Grandpa Earl Livingston’s first name is also Robert, and he’s a “Scotch-Irish Bastard,” as my Old Man likes to say. The first-born men in my family are all named Robert, and it goes all the way back in time to the first guy in Scotland, I guess, who must have been a big bad deal way back when.
Grandpa Earl and I used to have fun together. I’m way too old for it now, of course, but he used to put me up on one of his bony old knees, sitting in a chair, and he’d be laughing the whole time. “Har, har, har... It’s Handy Andy... It’s Handy Andy the Train Wrecker!” A couple times, I almost fell off the old fucker’s leg.
The Old Man told me once that Grandpa Earl and his buddies built Vancouver from the ground up, when all you could see around was just a bunch of rocks and trees and mountains. One time, when Dad was sitting like usual, in his old chair in front of the TV, he leaned over to me like he was telling me some big secret. “Ya know what? That old bastard was a World War I Flying Ace.” I figured that was probably true. Who the hell would lie about a thing like that? One thing’s for sure, that would take some balls. Flying up in the sky, all by yourself in a Bristol Sprout or Avro DH2, and dogfighting Germans with a machine gun isn’t exactly everybody’s kind of work, if you know what I mean.

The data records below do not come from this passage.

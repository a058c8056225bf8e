//! The standard user's task board and the create/edit form.

use taskmanager_core::{Task, TaskDraft, TaskId, TaskUpdate};
use tracing::{debug, warn};

use super::{Confirm, Notice, Outcome, ViewHandle};
use crate::api::ApiClient;
use crate::cache::EntityCache;

/// Prompt shown before deleting a task.
pub const DELETE_TASK_PROMPT: &str = "Are you sure you want to delete this task?";

/// Whether a [`TaskForm`] creates a task or edits an existing one.
#[derive(Debug, Clone, Copy, PartialEq, Eq)]
pub enum TaskFormMode {
    Create,
    Edit(TaskId),
}

/// Title/description form used for both creating and editing.
#[derive(Debug)]
pub struct TaskForm {
    pub title: String,
    pub description: String,
    mode: TaskFormMode,
    submitting: bool,
    error: Option<String>,
}

impl TaskForm {
    /// An empty form for a new task.
    #[must_use]
    pub const fn create() -> Self {
        Self {
            title: String::new(),
            description: String::new(),
            mode: TaskFormMode::Create,
            submitting: false,
            error: None,
        }
    }

    /// A form pre-filled from `task`.
    #[must_use]
    pub fn edit(task: &Task) -> Self {
        Self {
            title: task.title.clone(),
            description: task.description.clone().unwrap_or_default(),
            mode: TaskFormMode::Edit(task.id),
            submitting: false,
            error: None,
        }
    }

    #[must_use]
    pub const fn mode(&self) -> TaskFormMode {
        self.mode
    }

    /// False while a save is outstanding.
    #[must_use]
    pub const fn can_submit(&self) -> bool {
        !self.submitting
    }

    /// Validation or server error from the last attempt.
    #[must_use]
    pub fn error(&self) -> Option<&str> {
        self.error.as_deref()
    }

    /// Validate and send the form. Returns the task as stored by the server.
    async fn save(&mut self, api: &ApiClient) -> Outcome<Task> {
        if self.submitting {
            return Outcome::Ignored;
        }
        self.error = None;

        let (request, failure) = match self.mode {
            TaskFormMode::Create => (
                TaskDraft::new(&self.title, &self.description).map(Request::Create),
                "Failed to create task",
            ),
            TaskFormMode::Edit(id) => (
                TaskUpdate::edit(&self.title, &self.description).map(|u| Request::Update(id, u)),
                "Failed to update task",
            ),
        };
        let request = match request {
            Ok(request) => request,
            Err(e) => {
                self.error = Some(e.to_string());
                return Outcome::Rejected;
            }
        };

        self.submitting = true;
        let result = match &request {
            Request::Create(draft) => api.create_task(draft).await,
            Request::Update(id, update) => api.update_task(*id, update).await,
        };
        self.submitting = false;

        match result {
            Ok(task) => Outcome::Completed(task),
            Err(e) => {
                self.error = Some(e.user_message(failure));
                Outcome::Failed(e)
            }
        }
    }
}

enum Request {
    Create(TaskDraft),
    Update(TaskId, TaskUpdate),
}

/// What the board should show.
#[derive(Debug, Clone, Copy, PartialEq, Eq)]
pub enum BoardState<'a> {
    Loading,
    Empty,
    Ready(&'a [Task]),
}

/// A standard user's own tasks.
#[derive(Debug)]
pub struct TaskBoard {
    tasks: EntityCache<Task>,
    loading: bool,
    notice: Option<Notice>,
    handle: ViewHandle,
}

impl TaskBoard {
    /// A board that has not fetched yet.
    #[must_use]
    pub fn new(handle: ViewHandle) -> Self {
        Self {
            tasks: EntityCache::new(),
            loading: true,
            notice: None,
            handle,
        }
    }

    #[must_use]
    pub fn state(&self) -> BoardState<'_> {
        if self.loading {
            BoardState::Loading
        } else if self.tasks.is_empty() {
            BoardState::Empty
        } else {
            BoardState::Ready(self.tasks.as_slice())
        }
    }

    #[must_use]
    pub const fn tasks(&self) -> &EntityCache<Task> {
        &self.tasks
    }

    #[must_use]
    pub const fn is_loading(&self) -> bool {
        self.loading
    }

    /// The alert raised by the last action, if any.
    #[must_use]
    pub const fn notice(&self) -> Option<&Notice> {
        self.notice.as_ref()
    }

    /// Take the pending alert, leaving none.
    pub fn take_notice(&mut self) -> Option<Notice> {
        self.notice.take()
    }

    /// Fetch the caller's tasks and replace the cache.
    ///
    /// A failure leaves the previous cache in place.
    pub async fn refresh(&mut self, api: &ApiClient) -> Outcome {
        self.loading = true;
        let result = api.list_tasks().await;
        if !self.handle.is_mounted() {
            return Outcome::Discarded;
        }
        self.loading = false;

        match result {
            Ok(tasks) => {
                self.tasks.load(tasks);
                Outcome::Completed(())
            }
            Err(e) => {
                warn!(error = %e, "Failed to fetch tasks");
                self.notice = Some(Notice::error(e.user_message("Failed to load tasks")));
                Outcome::Failed(e)
            }
        }
    }

    /// Submit `form`. On success the saved task is added or replaced in the
    /// cache.
    pub async fn save(&mut self, api: &ApiClient, form: &mut TaskForm) -> Outcome<TaskId> {
        let outcome = form.save(api).await;
        if !self.handle.is_mounted() {
            return Outcome::Discarded;
        }

        let Outcome::Completed(task) = outcome else {
            return outcome.map(|task| task.id);
        };

        let id = task.id;
        match form.mode() {
            TaskFormMode::Create => self.tasks.apply_create(task),
            TaskFormMode::Edit(_) => {
                if !self.tasks.apply_update(task) {
                    debug!(task_id = %id, "Updated task was not cached");
                }
            }
        }
        Outcome::Completed(id)
    }

    /// Mark a task done or not done.
    pub async fn set_completed(
        &mut self,
        api: &ApiClient,
        id: TaskId,
        completed: bool,
    ) -> Outcome<Task> {
        let result = api.update_task(id, &TaskUpdate::completed(completed)).await;
        if !self.handle.is_mounted() {
            return Outcome::Discarded;
        }

        match result {
            Ok(task) => {
                self.tasks.apply_update(task.clone());
                Outcome::Completed(task)
            }
            Err(e) => {
                self.notice = Some(Notice::error(e.user_message("Failed to update task")));
                Outcome::Failed(e)
            }
        }
    }

    /// Delete a task after confirmation.
    ///
    /// The cache only loses the task once the server confirms; on failure it
    /// is untouched and the alert "Failed to delete task" is raised.
    pub async fn delete(
        &mut self,
        api: &ApiClient,
        id: TaskId,
        confirm: &impl Confirm,
    ) -> Outcome {
        if !confirm.confirm(DELETE_TASK_PROMPT) {
            return Outcome::Cancelled;
        }

        let result = api.delete_task(id).await;
        if !self.handle.is_mounted() {
            return Outcome::Discarded;
        }

        match result {
            Ok(()) => {
                self.tasks.apply_delete(id);
                Outcome::Completed(())
            }
            Err(e) => {
                warn!(task_id = %id, error = %e, "Failed to delete task");
                self.notice = Some(Notice::error("Failed to delete task"));
                Outcome::Failed(e)
            }
        }
    }
}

Some Saturday nights, if Mom and Dad planned a party, I’d get dropped off at Grandpa Earl’s apartment in Kerrisdale.
I was sitting across from him and Gran eating supper, and for no good reason, I got the jimmy legs under the table.
“What’s the matter with you, boy?” Grandpa Earl asked me, then asked my Gran, “Marion, what’s the matter with the boy?” He looked back at me with a raised eyebrow. "You look fine to me. Just fine.” He laughed again. “Har, har, har! Well, um, Andy, now... What kinds of things interest you? What gets your ass up in the morning?”
“Well, sir, I like to drive in the big white truck with Dad,” I lied, like an idiot. I also didn’t tell him that sometimes, when the Old Man put the brakes on too hard, a Vodka bottle rolled out from under the driver’s seat.
“Driving in the truck?! Har, har, har! Did you hear that, Marion? Well, I think that’s just Skookum, Andy, Skookum!”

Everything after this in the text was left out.